Diego Garcia and the Death of Nerve: When Alliances Become “Situationships”

Diego Garcia and the Death of Nerve: When Alliances Become “Situationships”

5 March 2026

2.7 MINS

In a functioning love affair, partners boast about what they’ve built together. In a situationship, they emphasise what they’re not responsible for.

There was a time when the “special relationship” between Britain and America was less a diplomatic arrangement and more a full-blown love affair.

Shared language. Shared enemies. Shared understanding that when the barbarians massed at the gates, one of you would bring the boiling oil and the other would light the match.

Now? It feels like one of those modern romances where both parties insist they’re “seeing each other,” but neither is prepared to define the terms. A civilisational situationship.

The chill became unmistakable when Donald Trump reportedly delivered his verdict on Keir Starmer. “Not Churchill,” he said. Not even close. Which, in fairness, is less an insult than an observation visible from space…

Diego Garcia and Strategic Ambiguity

The dispute centred on Diego Garcia — that strategic coral speck in the Indian Ocean that exists for one reason: so the West can remind its enemies that geography is destiny and airstrips matter. Washington wanted to use it to strike Iran, a regime that treats dissent as a capital offence and uranium enrichment as a hobby.

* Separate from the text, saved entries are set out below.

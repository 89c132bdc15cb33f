//! Node ranking
//!
//! Given the candidate nodes for a request, produce a total order. Keys,
//! in sequence:
//!
//! 1. Load ratio (occupied slots over total slots), ascending: the
//!    least-loaded node wins.
//! 2. Stereotype specialization: free slots matching the requested
//!    stereotype minus the number of distinct stereotypes the node
//!    advertises, descending. Among equally loaded nodes this routes
//!    common browsers away from versatile nodes, so a fleet with one
//!    many-browser machine keeps its rare slots for the browsers only it
//!    can serve.
//! 3. Least-recently-used: the node whose slots started a session longest
//!    ago wins, spreading heat across the fleet.
//! 4. Stable registration order.

use std::cmp::Ordering;

use crate::data::{Capabilities, NodeId, NodeStatus};

/// One node under consideration for a request
#[derive(Debug, Clone)]
pub struct Candidate {
    pub node_id: NodeId,

    /// Position in the registration set, for the final tie-break
    pub insertion_order: usize,

    pub status: NodeStatus,
}

/// Order candidates best-first for `requested`
pub fn rank(mut candidates: Vec<Candidate>, requested: &Capabilities) -> Vec<Candidate> {
    candidates.sort_by(|a, b| compare(a, b, requested));
    candidates
}

fn compare(a: &Candidate, b: &Candidate, requested: &Capabilities) -> Ordering {
    load_ratio_order(&a.status, &b.status)
        .then_with(|| {
            specialization_score(&b.status, requested)
                .cmp(&specialization_score(&a.status, requested))
        })
        .then_with(|| {
            a.status
                .least_recently_started()
                .cmp(&b.status.least_recently_started())
        })
        .then_with(|| a.insertion_order.cmp(&b.insertion_order))
}

/// Compare occupied/total ratios exactly, by cross-multiplication
fn load_ratio_order(a: &NodeStatus, b: &NodeStatus) -> Ordering {
    let a_total = a.slots.len().max(1);
    let b_total = b.slots.len().max(1);
    (a.active_slot_count() * b_total).cmp(&(b.active_slot_count() * a_total))
}

fn specialization_score(status: &NodeStatus, requested: &Capabilities) -> i64 {
    status.matching_free_slots(requested) as i64 - status.stereotype_count() as i64
}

In the old days, this would have been a brief phone call.

“Of course.”

“See you at dawn.”

Instead, America received something closer to, “It’s complicated.”

London declined. Not angrily. Not defiantly. Just awkwardly — like someone who still likes the perks of the relationship but isn’t ready to commit publicly. There were references to international law. Murmurs about de-escalation. The diplomatic equivalent of, “I just need space right now.”

One imagines the mood in Washington. For decades, US planners assumed Britain would at least hold the coats while America did the punching. Suddenly, the mother country appeared to have misplaced both her handbag and her backbone. The great love story of the Anglosphere had devolved into a text thread full of ellipses.

And this is no minor lovers’ spat over an island few could locate on a map. It is a revealing moment in a civilisation that no longer seems entirely convinced of its own moral right to endure.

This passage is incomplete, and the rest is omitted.